Work to complete:
The response must consist of the lines below from the one with "dependency-update tools over MCP" through the one with "#[clap(subcommand)]", exactly as they appear and with both ends kept.

Exercise inputs:
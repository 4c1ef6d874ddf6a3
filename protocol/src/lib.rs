// Pkgwatch Protocol
// Types that cross the dispatcher boundary

pub mod protocol;

pub use protocol::*;
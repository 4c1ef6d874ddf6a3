// Pkgwatch CLI - Command Line Interface Entry Point

use std::path::PathBuf;
use std::sync::Arc;

use anyhow::{Context, Result};
use clap::{Parser, Subcommand};
use tracing::{info, warn};
use tracing_subscriber::EnvFilter;

use pkgwatch_absolute_path::resolve_from_cwd;
use pkgwatch_config::{Config, ConfigLoader, parse_override};
use pkgwatch_core::{ToolServices, build_dispatcher};

/// Pkgwatch - npm registry and dependency-update tools over MCP
#[derive(Parser, Debug)]
#[command(name = "pkgwatch")]
#[command(version, about, long_about = None)]
struct TopCli {
    #[clap(flatten)]
    config_overrides: CliConfigOverrides,

    #[clap(subcommand)]
    command: Option<Commands>,

    /// Project directory: project config and relative manifest paths resolve against it
    #[arg(short = 'd', long = "dir", global = true)]
    dir: Option<PathBuf>,
}

/// CLI configuration overrides
#[derive(Debug, clap::Args)]
struct CliConfigOverrides {
    /// Configuration override in key=value format
    #[arg(short = 'c', long = "config", value_name = "KEY=VALUE", global = true)]
    overrides: Vec<String>,
}

/// Available commands
#[derive(Debug, Subcommand)]
enum Commands {
    /// Serve the tools over MCP on stdin/stdout (default)
    Serve,

    /// Print the tool catalog with argument schemas as JSON
    Tools,

    /// Configuration management
    Config {
        #[command(subcommand)]
        config_command: ConfigCommands,
    },
}

/// Configuration commands
#[derive(Debug, Subcommand)]
enum ConfigCommands {
    /// Show the effective configuration as TOML
    Show,

    /// Validate configuration and report timeout warnings
    Validate,
}

#[tokio::main]
async fn main() -> Result<()> {
    let cli = TopCli::parse();

    let project_dir = resolve_from_cwd(cli.dir.clone().unwrap_or_else(|| PathBuf::from(".")))?;
    let config = load_config(&cli, project_dir.clone())?;

    // stdout carries MCP frames, so logs go to stderr
    let filter = EnvFilter::try_from_default_env()
        .unwrap_or_else(|_| EnvFilter::new(&config.logging.filter));
    tracing_subscriber::fmt()
        .with_env_filter(filter)
        .with_writer(std::io::stderr)
        .with_ansi(false)
        .init();

    match cli.command.unwrap_or(Commands::Serve) {
        Commands::Serve => serve(&config, project_dir).await?,
        Commands::Tools => print_tools(&config, project_dir)?,
        Commands::Config { config_command } => handle_config_command(&config, config_command)?,
    }

    Ok(())
}

fn load_config(cli: &TopCli, project_dir: PathBuf) -> Result<Config> {
    let overrides = cli
        .config_overrides
        .overrides
        .iter()
        .map(|raw| parse_override(raw))
        .collect::<Result<Vec<_>, _>>()
        .context("Invalid -c override")?;

    ConfigLoader::new()
        .with_project_dir(project_dir)
        .load_with_cli_overrides(overrides)
}

/// Run the MCP server until the client disconnects
async fn serve(config: &Config, project_dir: PathBuf) -> Result<()> {
    info!(
        registry = %config.registry.registry_url,
        requests_per_second = config.registry.requests_per_second,
        project_dir = %project_dir.display(),
        "Pkgwatch starting"
    );

    let services = ToolServices::from_config(config, project_dir)?;
    let dispatcher = build_dispatcher(config, &services)?;
    pkgwatch_mcp_server::run_stdio_server(Arc::new(dispatcher)).await
}

/// Print the advertised tool catalog
fn print_tools(config: &Config, project_dir: PathBuf) -> Result<()> {
    let services = ToolServices::from_config(config, project_dir)?;
    let dispatcher = build_dispatcher(config, &services)?;

    let catalog: Vec<serde_json::Value> = dispatcher
        .specs()
        .map(|spec| {
            serde_json::json!({
                "name": spec.name,
                "description": spec.description,
                "inputSchema": spec.input_schema.to_value(),
                "timeoutMs": spec.timeout.as_millis() as u64,
            })
        })
        .collect();
    println!("{}", serde_json::to_string_pretty(&catalog)?);
    Ok(())
}

/// Handle config commands
fn handle_config_command(config: &Config, cmd: ConfigCommands) -> Result<()> {
    match cmd {
        ConfigCommands::Show => {
            let rendered = toml::to_string_pretty(config).context("Failed to render configuration")?;
            print!("{rendered}");
        }
        ConfigCommands::Validate => {
            let warnings = config.timeout_warnings();
            for warning in &warnings {
                warn!("{warning}");
            }
            println!("Configuration is valid ({} warning(s)).", warnings.len());
        }
    }
    Ok(())
}
//! Pipeline loading: source files → normalized platform batches → fact table.
//!
//! The load is all-or-nothing:
//! 1. Every configured file is read into memory (in platform order)
//! 2. Each platform is parsed and normalized on its own rayon task
//! 3. Results are joined in platform order; the first error aborts the load
//! 4. The batches feed the fact table builder
//!
//! The source bytes are read once and reused for the fingerprint.

use adlens_core::data::{
    adapter_for, normalize_table, read_source, DataError, FactTable, FactTableBuilder,
    ImputationPolicy, RawTable, SourceBytes,
};
use adlens_core::domain::{NormalizedRow, Platform};
use adlens_core::fingerprint::SourceFingerprint;
use rayon::prelude::*;
use std::collections::BTreeMap;
use std::path::PathBuf;
use thiserror::Error;
use tracing::info;

use crate::config::{ConfigError, PipelineConfig};

/// Errors from the data loading layer.
#[derive(Debug, Error)]
pub enum LoadError {
    #[error("invalid configuration: {0}")]
    Config(#[from] ConfigError),

    #[error(transparent)]
    Data(#[from] DataError),
}

/// A built fact table plus the provenance needed to cache and report it.
#[derive(Debug)]
pub struct LoadedData {
    pub table: FactTable,
    /// Cache key: BLAKE3 over source bytes and imputation policy.
    pub fingerprint: SourceFingerprint,
    pub policy: ImputationPolicy,
    pub sources: BTreeMap<Platform, PathBuf>,
}

/// Read every configured source file, in platform order.
pub fn read_sources(config: &PipelineConfig) -> Result<Vec<SourceBytes>, LoadError> {
    Platform::ALL
        .iter()
        .map(|&platform| {
            read_source(platform, config.sources.get(platform)).map_err(LoadError::from)
        })
        .collect()
}

/// Full pipeline from config: read, fingerprint, normalize, build.
pub fn load_fact_table(config: &PipelineConfig) -> Result<LoadedData, LoadError> {
    let policy = config.to_policy()?;
    let sources = read_sources(config)?;
    let fingerprint = SourceFingerprint::compute(&sources, &policy);
    build_loaded(&sources, policy, fingerprint)
}

/// Normalize already-read sources and build the fact table.
pub fn build_loaded(
    sources: &[SourceBytes],
    policy: ImputationPolicy,
    fingerprint: SourceFingerprint,
) -> Result<LoadedData, LoadError> {
    let mut ordered: Vec<&SourceBytes> = sources.iter().collect();
    ordered.sort_by_key(|s| s.platform);

    let batches: Vec<Result<(Platform, Vec<NormalizedRow>), DataError>> = ordered
        .par_iter()
        .map(|source| normalize_source(source, &policy))
        .collect();

    let mut builder = FactTableBuilder::new();
    for batch in batches {
        let (platform, rows) = batch?;
        builder.push(platform, rows)?;
    }
    let table = builder.build()?;

    info!(
        fingerprint = fingerprint.short(),
        records = table.len(),
        "loaded fact table"
    );

    Ok(LoadedData {
        table,
        fingerprint,
        policy,
        sources: ordered
            .iter()
            .map(|s| (s.platform, s.path.clone()))
            .collect(),
    })
}

fn normalize_source(
    source: &SourceBytes,
    policy: &ImputationPolicy,
) -> Result<(Platform, Vec<NormalizedRow>), DataError> {
    let table = RawTable::parse(source)?;
    let adapter = adapter_for(source.platform, policy);
    let rows = normalize_table(adapter.as_ref(), &table)?;
    Ok((source.platform, rows))
}
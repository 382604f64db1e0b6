//! Pipeline configuration loaded from TOML.
//!
//! ```toml
//! [sources]
//! facebook = "data/01_facebook_ads.csv"
//! google = "data/02_google_ads.csv"
//! tiktok = "data/03_tiktok_ads.csv"
//!
//! [value_per_conversion]
//! facebook = 50.0
//! tiktok = 50.0
//! ```
//!
//! The `[value_per_conversion]` table is optional. When present it must name
//! every platform whose revenue is imputed. Amounts are read straight into
//! `Decimal`, so `0.1` means exactly one tenth.

use adlens_core::data::ImputationPolicy;
use adlens_core::domain::Platform;
use rust_decimal::Decimal;
use serde::{Deserialize, Serialize};
use std::path::{Path, PathBuf};
use thiserror::Error;

#[derive(Debug, Error)]
pub enum ConfigError {
    #[error("cannot read config {}: {source}", .path.display())]
    Read {
        path: PathBuf,
        #[source]
        source: std::io::Error,
    },

    #[error("invalid config TOML: {0}")]
    Parse(#[from] toml::de::Error),

    #[error("source path for {0} is empty")]
    EmptySourcePath(Platform),

    #[error("value per conversion for {platform} must not be negative, got {value}")]
    InvalidValuePerConversion { platform: Platform, value: Decimal },

    #[error("[value_per_conversion] is missing an entry for {0}")]
    MissingValuePerConversion(Platform),
}

/// One export file per platform.
#[derive(Debug, Clone, PartialEq, Eq, Hash, Serialize, Deserialize)]
#[serde(deny_unknown_fields)]
pub struct SourcePaths {
    pub facebook: PathBuf,
    pub google: PathBuf,
    pub tiktok: PathBuf,
}

impl SourcePaths {
    /// Standard file names inside `dir`.
    pub fn in_dir(dir: impl AsRef<Path>) -> Self {
        let dir = dir.as_ref();
        Self {
            facebook: dir.join(Platform::Facebook.default_file_name()),
            google: dir.join(Platform::Google.default_file_name()),
            tiktok: dir.join(Platform::TikTok.default_file_name()),
        }
    }

    pub fn get(&self, platform: Platform) -> &Path {
        match platform {
            Platform::Facebook => &self.facebook,
            Platform::Google => &self.google,
            Platform::TikTok => &self.tiktok,
        }
    }

    fn resolve_against(&mut self, base: &Path) {
        for path in [&mut self.facebook, &mut self.google, &mut self.tiktok] {
            if path.is_relative() {
                *path = base.join(&*path);
            }
        }
    }
}

/// Assumed revenue per conversion for the platforms that report none.
#[derive(Debug, Clone, Copy, PartialEq, Eq, Serialize, Deserialize)]
#[serde(deny_unknown_fields)]
pub struct ValuePerConversion {
    #[serde(default, with = "rust_decimal::serde::float_option")]
    pub facebook: Option<Decimal>,
    #[serde(default, with = "rust_decimal::serde::float_option")]
    pub tiktok: Option<Decimal>,
}

impl Default for ValuePerConversion {
    fn default() -> Self {
        let fifty = Some(ImputationPolicy::default_value_per_conversion());
        Self {
            facebook: fifty,
            tiktok: fifty,
        }
    }
}

#[derive(Debug, Clone, PartialEq, Serialize, Deserialize)]
#[serde(deny_unknown_fields)]
pub struct PipelineConfig {
    pub sources: SourcePaths,
    #[serde(default)]
    pub value_per_conversion: ValuePerConversion,
}

impl PipelineConfig {
    /// Default file names in `dir` with the default imputation policy.
    pub fn from_data_dir(dir: impl AsRef<Path>) -> Self {
        Self {
            sources: SourcePaths::in_dir(dir),
            value_per_conversion: ValuePerConversion::default(),
        }
    }

    /// Parse and validate TOML. Relative paths are kept as written.
    pub fn from_toml(text: &str) -> Result<Self, ConfigError> {
        let config: Self = toml::from_str(text)?;
        config.validate()?;
        Ok(config)
    }

    /// Load a config file. Relative source paths resolve against its directory.
    pub fn from_file(path: impl AsRef<Path>) -> Result<Self, ConfigError> {
        let path = path.as_ref();
        let text = std::fs::read_to_string(path).map_err(|source| ConfigError::Read {
            path: path.to_path_buf(),
            source,
        })?;
        let mut config = Self::from_toml(&text)?;
        if let Some(base) = path.parent() {
            config.sources.resolve_against(base);
        }
        Ok(config)
    }

    pub fn validate(&self) -> Result<(), ConfigError> {
        for platform in Platform::ALL {
            if self.sources.get(platform).as_os_str().is_empty() {
                return Err(ConfigError::EmptySourcePath(platform));
            }
        }
        self.to_policy().map(|_| ())
    }

    /// The imputation policy this config describes.
    pub fn to_policy(&self) -> Result<ImputationPolicy, ConfigError> {
        let vpc = &self.value_per_conversion;
        Ok(ImputationPolicy {
            facebook: checked_amount(Platform::Facebook, vpc.facebook)?,
            tiktok: checked_amount(Platform::TikTok, vpc.tiktok)?,
        })
    }
}

fn checked_amount(platform: Platform, value: Option<Decimal>) -> Result<Decimal, ConfigError> {
    let value = value.ok_or(ConfigError::MissingValuePerConversion(platform))?;
    if value.is_sign_negative() && !value.is_zero() {
        return Err(ConfigError::InvalidValuePerConversion { platform, value });
    }
    Ok(value)
}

Solution to this problem:
/// Pkgwatch - npm registry and dependency-update tools over MCP
#[derive(Parser, Debug)]
#[command(name = "pkgwatch")]
#[command(version, about, long_about = None)]
struct TopCli {
    #[clap(flatten)]
    config_overrides: CliConfigOverrides,

    #[clap(subcommand)]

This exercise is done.